Des filles de généraux, Mlles Nathalie Aronfeld, Varvara Bationéhkova, Sophie Pérovskaïa, Sophie Lechern et beaucoup d'autres, ont quitté leurs familles et sont allées vivre au milieu du peuple, partageant ses travaux, dormant avec les moujiks, leurs camarades de travail, et, non seulement elles n'étaient point blâmées par leurs parents, mais trouvaient auprès d'eux approbation et sympathie.
Sur 778 révolutionnaires que le ministre Pahlen fit arrêter dans 37 gouvernements, il y avait 158 femmes. La vie de ces révolutionnaires, tant qu'elles étaient en Russie, se partageait entre la prison et la propagande. Lorsqu'elles ne sont pas incarcérées, elles font de l'agitation révolutionnaire; quand elles ne font pas de propagande, elles sont sous les verrous.
La biographie de Sophie Pérovskaïa est un roman fantastique, avec ses multiples arrestations, ses évasions, ses travestissements imprévus, ses travaux d'ingénieur dans les souterrains et ses apparitions subites aux points les plus opposés de la Russie!
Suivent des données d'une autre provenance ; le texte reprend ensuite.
//! Partitioning walked files into named buckets.
//!
//! Three policies exist:
//! - [`ClassificationPolicy::BySuffix`] looks the extension up in the
//!   [`CategoryTable`]; files with no category are left out.
//! - [`ClassificationPolicy::ByDate`] buckets by creation month
//!   (`"March_2024"`) or year (`"2024"`).
//! - [`ClassificationPolicy::BySize`] buckets into `small_files`,
//!   `medium_files` and `large_files`.

use crate::error::{SweepError, SweepResult, is_transient};
use crate::file_category::CategoryTable;
use crate::file_descriptor::{FileDescriptor, FileRef};
use chrono::{DateTime, Datelike, Local};
use serde::Serialize;
use std::collections::HashMap;
use std::path::PathBuf;

/// Bytes per megabyte, decimal.
pub const BYTES_PER_MB: u64 = 1_000_000;

/// Files below this size are `small_files`.
pub const MEDIUM_THRESHOLD: u64 = BYTES_PER_MB;

/// Files at or above this size are `large_files`.
pub const LARGE_THRESHOLD: u64 = 100 * BYTES_PER_MB;

/// How files are grouped.
#[derive(Debug, Clone, Copy, PartialEq, Eq)]
pub enum ClassificationPolicy {
    BySuffix,
    ByDate { year_only: bool },
    BySize,
}

/// Bucket name to files, in walk order within each bucket.
///
/// A file appears in at most one bucket.
#[derive(Debug, Clone, Default, Serialize)]
pub struct BucketMap {
    buckets: HashMap<String, Vec<FileRef>>,
    #[serde(skip)]
    skipped: usize,
}

impl BucketMap {
    pub fn new() -> Self {
        Self::default()
    }

    /// Appends `file` to `bucket`, creating the bucket on first use.
    pub fn insert(&mut self, bucket: impl Into<String>, file: FileRef) {
        self.buckets.entry(bucket.into()).or_default().push(file);
    }

    pub fn get(&self, bucket: &str) -> Option<&[FileRef]> {
        self.buckets.get(bucket).map(Vec::as_slice)
    }

    /// Bucket names in sorted order.
    pub fn bucket_names(&self) -> Vec<&str> {
        let mut names: Vec<&str> = self.buckets.keys().map(String::as_str).collect();
        names.sort_unstable();
        names
    }

    /// Buckets in sorted name order.
    pub fn iter(&self) -> impl Iterator<Item = (&str, &[FileRef])> {
        let mut entries: Vec<_> = self
            .buckets
            .iter()
            .map(|(name, files)| (name.as_str(), files.as_slice()))
            .collect();
        entries.sort_unstable_by_key(|(name, _)| *name);
        entries.into_iter()
    }

    /// Number of buckets.
    pub fn len(&self) -> usize {
        self.buckets.len()
    }

    pub fn is_empty(&self) -> bool {
        self.buckets.is_empty()
    }

    /// Total number of bucketed files.
    pub fn file_count(&self) -> usize {
        self.buckets.values().map(Vec::len).sum()
    }

    /// Files dropped during classification because they vanished.
    pub fn skipped(&self) -> usize {
        self.skipped
    }

    /// File counts per bucket.
    pub fn counts(&self) -> HashMap<String, usize> {
        self.buckets
            .iter()
            .map(|(name, files)| (name.clone(), files.len()))
            .collect()
    }
}

/// Size tier for a byte count.
pub fn size_bucket(bytes: u64) -> &'static str {
    if bytes < MEDIUM_THRESHOLD {
        "small_files"
    } else if bytes < LARGE_THRESHOLD {
        "medium_files"
    } else {
        "large_files"
    }
}

/// Date bucket for a creation time: `"March_2024"`, or `"2024"` when
/// `year_only` is set.
pub fn date_bucket(created: &DateTime<Local>, year_only: bool) -> String {
    if year_only {
        created.year().to_string()
    } else {
        format!("{}_{}", created.format("%B"), created.year())
    }
}

/// Groups files into buckets under one policy.
#[derive(Debug, Clone, Default)]
pub struct Classifier {
    table: CategoryTable,
}

impl Classifier {
    pub fn new(table: CategoryTable) -> Self {
        Self { table }
    }

    pub fn table(&self) -> &CategoryTable {
        &self.table
    }

    /// Classifies every file yielded by `files`.
    ///
    /// The whole input is consumed before this returns, so nothing is moved
    /// while the tree is still being read. Files that vanish before they can
    /// be stat'ed are skipped and counted.
    ///
    /// # Errors
    ///
    /// Walk errors are propagated. Date classification fails with
    /// [`SweepError::UnsupportedMetadata`] if any file lacks a creation time.
    pub fn classify<I>(&self, files: I, policy: ClassificationPolicy) -> SweepResult<BucketMap>
    where
        I: IntoIterator<Item = SweepResult<FileDescriptor>>,
    {
        let mut buckets = BucketMap::new();

        for descriptor in files {
            let descriptor = descriptor?;
            let bucket = match self.bucket_for(&descriptor, policy) {
                Ok(Some(bucket)) => bucket,
                Ok(None) => continue,
                Err(SweepError::Io { path, source }) if is_transient(&source) => {
                    tracing::debug!("Skipping {} during classification: {}", path.display(), source);
                    buckets.skipped += 1;
                    continue;
                }
                Err(e) => return Err(e),
            };

            match descriptor.to_file_ref() {
                Ok(file) => buckets.insert(bucket, file),
                Err(e) if is_transient(&e) => {
                    tracing::debug!(
                        "Skipping {} during classification: {}",
                        descriptor.path().display(),
                        e
                    );
                    buckets.skipped += 1;
                }
                Err(e) => return Err(SweepError::io(descriptor.path(), e)),
            }
        }

        tracing::debug!(
            "Classified {} files into {} buckets",
            buckets.file_count(),
            buckets.len()
        );
        Ok(buckets)
    }

    /// Convenience wrapper classifying plain paths.
    pub fn classify_paths<I>(&self, paths: I, policy: ClassificationPolicy) -> SweepResult<BucketMap>
    where
        I: IntoIterator<Item = PathBuf>,
    {
        self.classify(paths.into_iter().map(|p| Ok(FileDescriptor::new(p))), policy)
    }

    fn bucket_for(
        &self,
        descriptor: &FileDescriptor,
        policy: ClassificationPolicy,
    ) -> SweepResult<Option<String>> {
        match policy {
            ClassificationPolicy::BySuffix => Ok(self
                .table
                .category_for(&descriptor.extension())
                .map(str::to_string)),
            ClassificationPolicy::ByDate { year_only } => {
                let created = descriptor.created()?;
                Ok(Some(date_bucket(&created, year_only)))
            }
            ClassificationPolicy::BySize => {
                let size = descriptor
                    .size()
                    .map_err(|e| SweepError::io(descriptor.path(), e))?;
                Ok(Some(size_bucket(size).to_string()))
            }
        }
    }
}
Cette histoire est celle de la plupart des femmes révolutionnaires russes. Leur ardeur dans la lutte pour la liberté et la souplesse qu'elles apportent dans la poursuite de leur idéal les rendent insaisissables et invincibles.
Le nihiliste Hartmann et ses compagnons avaient décidé de ne pas permettre qu'on perquisitionnât chez eux et, pour s'y soustraire, de faire sauter la maison au moment où les gendarmes y pénétreraient. Mais qui aura le courage d'allumer la mèche qui entraînera le suicide de tous les conjurés? D'un commun accord, l'on choisit Sophie Lechern pour cet office.
Sauvée, Sophie Lechern fut condamnée à mort, mais, au dernier moment, sa peine fut commuée en travaux forcés. Lorsqu'elle apprit que sa vie était épargnée, elle éclata en sanglots et demanda comment il se faisait qu'on ne la jugeait pas digne de partager le sort de ses compagnons Bradner, Antonov et Ossinski.
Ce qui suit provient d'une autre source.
//! Extension to category lookup used by suffix classification.
//!
//! The built-in table maps lowercase extensions to folder names such as
//! `"images"` or `"pdfs"`. User supplied entries from the configuration are
//! consulted first, so they can both add categories and steal extensions
//! from built-in ones.
//!
//! # Examples
//!
//! ```
//! use dirsweep::file_category::CategoryTable;
//!
//! let table = CategoryTable::default();
//! assert_eq!(table.category_for("PDF"), Some("pdfs"));
//! assert_eq!(table.category_for(".jpg"), Some("images"));
//! assert_eq!(table.category_for("xyz"), None);
//! ```
use std::collections::{BTreeMap, HashMap};

/// Built-in categories in lookup order, each with its extensions.
pub const DEFAULT_CATEGORIES: &[(&str, &[&str])] = &[
    ("audio", &["mp3", "wav", "raw", "wma", "mid", "midi"]),
    (
        "video",
        &[
            "mp4", "mpg", "mpeg", "avi", "mov", "flv", "mkv", "mwv", "m4v", "h264",
        ],
    ),
    (
        "images",
        &[
            "png", "jpg", "jpeg", "gif", "svg", "bmp", "psd", "tiff", "tif", "heic",
        ],
    ),
    (
        "compressed",
        &["zip", "z", "7z", "rar", "tar", "gz", "rpm", "pkg", "deb"],
    ),
    ("installation", &["dmg", "exe", "iso"]),
    ("csvs", &["csv"]),
    (
        "docs",
        &[
            "txt", "ods", "doc", "docx", "html", "odt", "tex", "ppt", "pptx", "log",
        ],
    ),
    ("pdfs", &["pdf"]),
    ("excel_files", &["xls", "xlsx"]),
    ("sql", &["sql", "sqlite"]),
    ("markdown", &["md"]),
    ("python", &["py", "ipynb"]),
    ("ableton", &["als"]),
];

/// Maps file extensions to category folder names.
#[derive(Debug, Clone)]
pub struct CategoryTable {
    extension_map: HashMap<String, String>,
}

impl CategoryTable {
    /// Creates a table holding only the built-in categories.
    pub fn new() -> Self {
        let mut table = Self {
            extension_map: HashMap::new(),
        };
        for (category, extensions) in DEFAULT_CATEGORIES {
            for ext in *extensions {
                table.insert_if_absent(ext, category);
            }
        }
        table
    }

    /// Creates a table where `overrides` take precedence over the built-in
    /// categories.
    pub fn with_overrides(overrides: &BTreeMap<String, Vec<String>>) -> Self {
        let mut table = Self {
            extension_map: HashMap::new(),
        };
        for (category, extensions) in overrides {
            for ext in extensions {
                table.insert_if_absent(ext, category);
            }
        }
        for (category, extensions) in DEFAULT_CATEGORIES {
            for ext in *extensions {
                table.insert_if_absent(ext, category);
            }
        }
        table
    }

    // First entry wins so an extension belongs to at most one category.
    fn insert_if_absent(&mut self, ext: &str, category: &str) {
        self.extension_map
            .entry(normalize_extension(ext))
            .or_insert_with(|| category.to_string());
    }

    /// Looks up the category for an extension, ignoring case and a leading dot.
    pub fn category_for(&self, ext: &str) -> Option<&str> {
        self.extension_map
            .get(&normalize_extension(ext))
            .map(String::as_str)
    }

    /// Number of extensions known to the table.
    pub fn len(&self) -> usize {
        self.extension_map.len()
    }

    pub fn is_empty(&self) -> bool {
        self.extension_map.is_empty()
    }
}

impl Default for CategoryTable {
    fn default() -> Self {
        Self::new()
    }
}

fn normalize_extension(ext: &str) -> String {
    ext.trim_start_matches('.').to_lowercase()
}

#[cfg(test)]
mod tests {
    use super::*;

    #[test]
    fn test_builtin_lookups() {
        let table = CategoryTable::default();
        assert_eq!(table.category_for("mp3"), Some("audio"));
        assert_eq!(table.category_for("mkv"), Some("video"));
        assert_eq!(table.category_for("heic"), Some("images"));
        assert_eq!(table.category_for("7z"), Some("compressed"));
        assert_eq!(table.category_for("dmg"), Some("installation"));
        assert_eq!(table.category_for("csv"), Some("csvs"));
        assert_eq!(table.category_for("txt"), Some("docs"));
        assert_eq!(table.category_for("pdf"), Some("pdfs"));
        assert_eq!(table.category_for("xlsx"), Some("excel_files"));
        assert_eq!(table.category_for("sqlite"), Some("sql"));
        assert_eq!(table.category_for("md"), Some("markdown"));
        assert_eq!(table.category_for("ipynb"), Some("python"));
        assert_eq!(table.category_for("als"), Some("ableton"));
    }

    #[test]
    fn test_lookup_ignores_case_and_dot() {
        let table = CategoryTable::default();
        assert_eq!(table.category_for("JPG"), Some("images"));
        assert_eq!(table.category_for(".Pdf"), Some("pdfs"));
    }

    #[test]
    fn test_unknown_and_empty_extensions() {
        let table = CategoryTable::default();
        assert_eq!(table.category_for("rs"), None);
        assert_eq!(table.category_for(""), None);
    }

    #[test]
    fn test_every_extension_maps_to_one_category() {
        let table = CategoryTable::default();
        let distinct: std::collections::HashSet<_> = DEFAULT_CATEGORIES
            .iter()
            .flat_map(|(_, exts)| exts.iter())
            .collect();
        assert_eq!(table.len(), distinct.len());
    }

    #[test]
    fn test_overrides_take_precedence() {
        let mut overrides = BTreeMap::new();
        overrides.insert("notebooks".to_string(), vec!["IPYNB".to_string()]);
        overrides.insert("rust".to_string(), vec!["rs".to_string()]);

        let table = CategoryTable::with_overrides(&overrides);
        assert_eq!(table.category_for("ipynb"), Some("notebooks"));
        assert_eq!(table.category_for("rs"), Some("rust"));
        assert_eq!(table.category_for("py"), Some("python"));
    }
}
Plus forte que les hommes.

Les hommes, quelquefois, se sentaient las, changeaient d'opinion, réclamaient du repos ou capitulaient pour obtenir l'amnistie. Parmi les révolutionnaires femmes, le nombre de celles qui se sont rendues est si faible qu'on n'a même pas retenu leurs noms. Le fameux comité exécutif qui, en 1879, avait résolu la mort d'Alexandre II se composait d'hommes et de femmes, mais toutes ces dernières restèrent fidèles au programme jusqu'à le fin de leur vie, tandis que du côté masculin, il s'en trouva un, Léon Tikhomirow, qui demanda à rentrer en grâce, devint l'ennemi acharné de ses anciens frères d'armes et, jusqu'à ses derniers jours, fut dans la presse l'un des plus fermes soutiens de Pobedonostzev.
Parmi les femmes, cela se passe autrement; lorsque Mlle Koutitonskaïa s'est évadée du bagne sibérien, ce ne fut pas pour jouir de la liberté, mais bien pour aller frapper le général gouverneur Kiachevitch qui l'avait, avec d'autres femmes, fait fouetter quand elles étaient en prison.
Lorsqu'une femme révolutionnaire se sentait lasse de combattre, à bout de forces,  elle cherchait le repos dans la tombe. Le nombre de suicidées est considérable. En se vouant à la Révolution, la femme russe savait qu'elle marchait au devant de la mort prompte et inévitable, soit par la potence ou le bagne, soit par le suicide. Rien qu'en 1885 se sont donné la mort: à Genève, Mlle Sophie Bordina; à Berne, Mlle Eugénie Zavadskaïa; à Krasnoiarsk, Mlle Kolotilova; à Ieni-seisk, Mlle Lydie Klein.
Cette certitude de la mort prochaine n'arrêtait personne. Les places laissées vacantes se comblaient aussitôt, la sœur cadette succédait à l'aînée. Les annales de la Révolution russe enregistrent des dynasties de femmes révolutionnaires.
Enfin, c'est Sophie Bardina qui, la première, il y a un quart de siècle, a prédit à ses juges l'avènement de la Constitution: "Le jour viendra où notre société paresseuse et somnolente se réveillera, et alors elle aura honte d'avoir permis si longtemps qu'on lui arrache ses sœurs et ses filles et qu'on les tue parce qu'elles confessent des idées de liberté!... Poursuivez-nous, messieurs, vous avez la force matérielle, mais nous nous avons la force morale, la force du progrès historique, la force de l'idée... Et les idées ne peuvent être transpercées par les baïonnettes!..."

                                                                                                                   Michel Delines.

Mon Dimanche, revue populaire illustrée, 19 mai 1907.